Add hardware inventory management doc

seunghun1ee · seunghun1ee · commit 9e97592a61e1 · 2024-09-16T16:59:26.000+01:00
diff --git a/doc/source/operations/hardware-inventory-management.rst b/doc/source/operations/hardware-inventory-management.rst
@@ -0,0 +1,253 @@
+=============================
+Hardware Inventory Management
+=============================
+
+At its lowest level, hardware inventory is managed in the Bifrost service.
+
+Reconfiguring Control Plane Hardware
+------------------------------------
+
+If a server's hardware or firmware configuration is changed, it should be
+re-inspected in Bifrost before it is redeployed into service. A single server
+can be reinspected like this:
+
+.. code-block:: console
+
+   kayobe# kayobe overcloud hardware inspect --limit <Host name>
+
+.. _enrolling-new-hypervisors:
+
+Enrolling New Hypervisors
+-------------------------
+
+New hypervisors can be added to the Bifrost inventory by using its discovery
+capabilities. Assuming that new hypervisors have IPMI enabled and are
+configured to network boot on the provisioning network, the following commands
+will instruct them to PXE boot. The nodes will boot on the Ironic Python Agent
+kernel and ramdisk, which is configured to extract hardware information and
+send it to Bifrost.
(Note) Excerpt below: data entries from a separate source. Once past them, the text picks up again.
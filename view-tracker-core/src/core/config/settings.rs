use crate::core::config::{ConfigError, Result};
use crate::core::dispatch::{TransportError, UpdateResponse};
use crate::core::tracker::VideoTracker;
use derive_more::Display;
use log::trace;
use std::fmt::{Debug, Formatter};
use std::str::FromStr;
use url::Url;

const DEFAULT_COMPLETED_AT: f64 = 1.0;
const DEFAULT_ALLOW_SEEK: bool = true;
const DEFAULT_INITIAL_SEEK_LIMIT: f64 = 0.0;
const DEFAULT_SEEK_DETECTION_THRESHOLD: f64 = 2.0;

/// The callback which is invoked when an update has been accepted by the collector.
pub type UpdateSuccessCallback = Box<dyn Fn(&VideoTracker, &UpdateResponse) + Send + Sync>;

/// The callback which is invoked when an update could not be delivered to the collector.
pub type UpdateErrorCallback = Box<dyn Fn(&VideoTracker, &TransportError) + Send + Sync>;

/// The http method used to deliver the tracking updates.
#[derive(Debug, Display, Copy, Clone, Default, PartialEq)]
pub enum UpdateMethod {
    #[default]
    #[display("GET")]
    Get,
    #[display("POST")]
    Post,
    #[display("PUT")]
    Put,
    #[display("PATCH")]
    Patch,
}

impl FromStr for UpdateMethod {
    type Err = ConfigError;

    fn from_str(value: &str) -> Result<Self> {
        match value.to_lowercase().as_str() {
            "get" => Ok(Self::Get),
            "post" => Ok(Self::Post),
            "put" => Ok(Self::Put),
            "patch" => Ok(Self::Patch),
            _ => Err(ConfigError::UnsupportedValue(
                value.to_string(),
                "update method",
            )),
        }
    }
}

/// The expected encoding of the collector responses.
#[derive(Debug, Display, Copy, Clone, Default, PartialEq)]
pub enum UpdateDataType {
    #[default]
    #[display("json")]
    Json,
    #[display("text")]
    Text,
}

impl FromStr for UpdateDataType {
    type Err = ConfigError;

    fn from_str(value: &str) -> Result<Self> {
        match value.to_lowercase().as_str() {
            "json" => Ok(Self::Json),
            "text" => Ok(Self::Text),
            _ => Err(ConfigError::UnsupportedValue(
                value.to_string(),
                "update data type",
            )),
        }
    }
}

/// The settings of a single tracking session.
/// These settings are immutable for the lifetime of a [VideoTracker].
pub struct TrackerSettings {
    completed_at: f64,
    allow_seek: bool,
    initial_seek_limit: f64,
    seek_detection_threshold: f64,
    update_url: Option<Url>,
    update_method: UpdateMethod,
    update_data_type: UpdateDataType,
    update_success_callback: Option<UpdateSuccessCallback>,
    update_error_callback: Option<UpdateErrorCallback>,
    view_session_hash: String,
}

impl TrackerSettings {
    pub fn builder() -> TrackerSettingsBuilder {
        TrackerSettingsBuilder::builder()
    }

    /// The fraction of the video duration which marks the video as completed.
    pub fn completed_at(&self) -> f64 {
        self.completed_at
    }

    /// Returns `true` when the viewer is allowed to seek ahead of the furthest reached position.
    pub fn allow_seek(&self) -> bool {
        self.allow_seek
    }

    /// The position in seconds below which seeking is never flagged.
    pub fn initial_seek_limit(&self) -> f64 {
        self.initial_seek_limit
    }

    /// The forward jump in seconds which is tolerated past the furthest reached position.
    pub fn seek_detection_threshold(&self) -> f64 {
        self.seek_detection_threshold
    }

    pub fn update_url(&self) -> Option<&Url> {
        self.update_url.as_ref()
    }

    pub fn update_method(&self) -> UpdateMethod {
        self.update_method
    }

    pub fn update_data_type(&self) -> UpdateDataType {
        self.update_data_type
    }

    /// The initial session token which is sent along with each update.
    pub fn view_session_hash(&self) -> &str {
        self.view_session_hash.as_str()
    }

    pub(crate) fn update_success_callback(&self) -> Option<&UpdateSuccessCallback> {
        self.update_success_callback.as_ref()
    }

    pub(crate) fn update_error_callback(&self) -> Option<&UpdateErrorCallback> {
        self.update_error_callback.as_ref()
    }
}

impl Default for TrackerSettings {
    fn default() -> Self {
        Self {
            completed_at: DEFAULT_COMPLETED_AT,
            allow_seek: DEFAULT_ALLOW_SEEK,
            initial_seek_limit: DEFAULT_INITIAL_SEEK_LIMIT,
            seek_detection_threshold: DEFAULT_SEEK_DETECTION_THRESHOLD,
            update_url: None,
            update_method: Default::default(),
            update_data_type: Default::default(),
            update_success_callback: None,
            update_error_callback: None,
            view_session_hash: String::new(),
        }
    }
}

impl Debug for TrackerSettings {
    fn fmt(&self, f: &mut Formatter<'_>) -> std::fmt::Result {
        f.debug_struct("TrackerSettings")
            .field("completed_at", &self.completed_at)
            .field("allow_seek", &self.allow_seek)
            .field("initial_seek_limit", &self.initial_seek_limit)
            .field("seek_detection_threshold", &self.seek_detection_threshold)
            .field("update_url", &self.update_url)
            .field("update_method", &self.update_method)
            .field("update_data_type", &self.update_data_type)
            .field(
                "update_success_callback",
                &self.update_success_callback.is_some(),
            )
            .field(
                "update_error_callback",
                &self.update_error_callback.is_some(),
            )
            .field("view_session_hash", &self.view_session_hash)
            .finish()
    }
}

/// Builder for constructing validated [TrackerSettings] instances.
///
/// # Examples
///
/// ```no_run
/// use view_tracker_core::core::config::{TrackerSettings, UpdateMethod};
///
/// let settings = TrackerSettings::builder()
///     .allow_seek(false)
///     .completed_at(0.9)
///     .update_url("https://example.com/track")
///     .update_method(UpdateMethod::Post)
///     .build()
///     .expect("expected valid settings");
/// ```
#[derive(Default)]
pub struct TrackerSettingsBuilder {
    completed_at: Option<f64>,
    allow_seek: Option<bool>,
    initial_seek_limit: Option<f64>,
    seek_detection_threshold: Option<f64>,
    update_url: Option<String>,
    update_method: Option<UpdateMethod>,
    update_data_type: Option<UpdateDataType>,
    update_success_callback: Option<UpdateSuccessCallback>,
    update_error_callback: Option<UpdateErrorCallback>,
    view_session_hash: Option<String>,
}

impl TrackerSettingsBuilder {
    /// Creates a new `TrackerSettingsBuilder`.
    pub fn builder() -> Self {
        Self::default()
    }

    /// Sets the fraction of the duration which marks the video as completed.
    pub fn completed_at(mut self, completed_at: f64) -> Self {
        self.completed_at = Some(completed_at);
        self
    }

    pub fn allow_seek(mut self, allow_seek: bool) -> Self {
        self.allow_seek = Some(allow_seek);
        self
    }

    /// Sets the position in seconds below which seeking is never flagged.
    pub fn initial_seek_limit(mut self, seconds: f64) -> Self {
        self.initial_seek_limit = Some(seconds);
        self
    }

    pub fn seek_detection_threshold(mut self, seconds: f64) -> Self {
        self.seek_detection_threshold = Some(seconds);
        self
    }

    /// Sets the collector url to which the tracking updates are sent.
    /// No updates are sent when the url is never set.
    pub fn update_url<S: Into<String>>(mut self, url: S) -> Self {
        self.update_url = Some(url.into());
        self
    }

    pub fn update_method(mut self, method: UpdateMethod) -> Self {
        self.update_method = Some(method);
        self
    }

    pub fn update_data_type(mut self, data_type: UpdateDataType) -> Self {
        self.update_data_type = Some(data_type);
        self
    }

    /// Sets the callback which is invoked for each update accepted by the collector.
    pub fn update_success_callback(mut self, callback: UpdateSuccessCallback) -> Self {
        self.update_success_callback = Some(callback);
        self
    }

    /// Sets the callback which is invoked for each update that failed to be delivered.
    pub fn update_error_callback(mut self, callback: UpdateErrorCallback) -> Self {
        self.update_error_callback = Some(callback);
        self
    }

    pub fn view_session_hash<S: Into<String>>(mut self, hash: S) -> Self {
        self.view_session_hash = Some(hash.into());
        self
    }

    /// Builds the `TrackerSettings` instance.
    ///
    /// It returns a [ConfigError] when one of the given values is out of range.
    pub fn build(self) -> Result<TrackerSettings> {
        let completed_at = self.completed_at.unwrap_or(DEFAULT_COMPLETED_AT);
        if !(0.0..=1.0).contains(&completed_at) {
            return Err(ConfigError::InvalidCompletion(completed_at));
        }

        let initial_seek_limit = self
            .initial_seek_limit
            .unwrap_or(DEFAULT_INITIAL_SEEK_LIMIT);
        if !initial_seek_limit.is_finite() || initial_seek_limit < 0.0 {
            return Err(ConfigError::InvalidSeekLimit(initial_seek_limit));
        }

        let seek_detection_threshold = self
            .seek_detection_threshold
            .unwrap_or(DEFAULT_SEEK_DETECTION_THRESHOLD);
        if !seek_detection_threshold.is_finite() || seek_detection_threshold < 0.0 {
            return Err(ConfigError::InvalidSeekThreshold(seek_detection_threshold));
        }

        let update_url = self
            .update_url
            .map(|url| {
                Url::parse(url.as_str()).map_err(|e| ConfigError::InvalidUrl(url, e.to_string()))
            })
            .transpose()?;

        let settings = TrackerSettings {
            completed_at,
            allow_seek: self.allow_seek.unwrap_or(DEFAULT_ALLOW_SEEK),
            initial_seek_limit,
            seek_detection_threshold,
            update_url,
            update_method: self.update_method.unwrap_or_default(),
            update_data_type: self.update_data_type.unwrap_or_default(),
            update_success_callback: self.update_success_callback,
            update_error_callback: self.update_error_callback,
            view_session_hash: self.view_session_hash.unwrap_or_default(),
        };
        trace!("Created tracker settings {:?}", settings);
        Ok(settings)
    }
}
Note that IPMI credentials can be found in the encrypted
+file located at ``${KAYOBE_CONFIG_PATH}/secrets.yml``.
+
+.. code-block:: console
+
+   bifrost# ipmitool -I lanplus -U <ipmi username> -H <Hostname>-ipmi chassis bootdev pxe
+
+If node is are off, power them on:
+
+.. code-block:: console
+
+   bifrost# ipmitool -I lanplus -U <ipmi username> -H <Hostname>-ipmi power on
+
+If nodes is on, reset them:
+
+.. code-block:: console
+
+   bifrost# ipmitool -I lanplus -U <ipmi username> -H <Hostname>-ipmi power reset
+
+Once node have booted and have completed introspection, they should be visible
+in Bifrost:
+
+.. code-block:: console
+
+   bifrost# baremetal node list --provision-state enroll
+   +--------------------------------------+-----------------------+---------------+-------------+--------------------+-------------+
+   | UUID                                 | Name                  | Instance UUID | Power State | Provisioning State | Maintenance |
+   +--------------------------------------+-----------------------+---------------+-------------+--------------------+-------------+
+   | da0c61af-b411-41b9-8909-df2509f2059b | example-hypervisor-01 | None          | power off   | enroll             | False       |
+   +--------------------------------------+-----------------------+---------------+-------------+--------------------+-------------+
+
+After editing ``${KAYOBE_CONFIG_PATH}/overcloud.yml`` to add these new hosts to
+the correct groups, import them in Kayobe's inventory with:
+
+.. code-block:: console
+
+   kayobe# kayobe overcloud inventory discover
+
+We can then provision and configure them:
+
+.. code-block:: console
+
+   kayobe# kayobe overcloud provision --limit <Hostname>
+   kayobe# kayobe overcloud host configure --limit <Hostname>
+   kayobe# kayobe overcloud service deploy --limit <Hostname> --kolla-limit <Hostname>
+
+Replacing a Failing Hypervisor
+------------------------------
+
+To replace a failing hypervisor, proceed as follows:
+
+* :ref:`Disable the hypervisor to avoid scheduling any new instance on it <taking-a-hypervisor-out-of-service>`
+* :ref:`Evacuate all instances <evacuating-all-instances>`
+* :ref:`Set the node to maintenance mode in Bifrost <set-bifrost-maintenance-mode>`
+* Physically fix or replace the node
+* It may be necessary to reinspect the node if hardware was changed (this will require deprovisioning and reprovisioning)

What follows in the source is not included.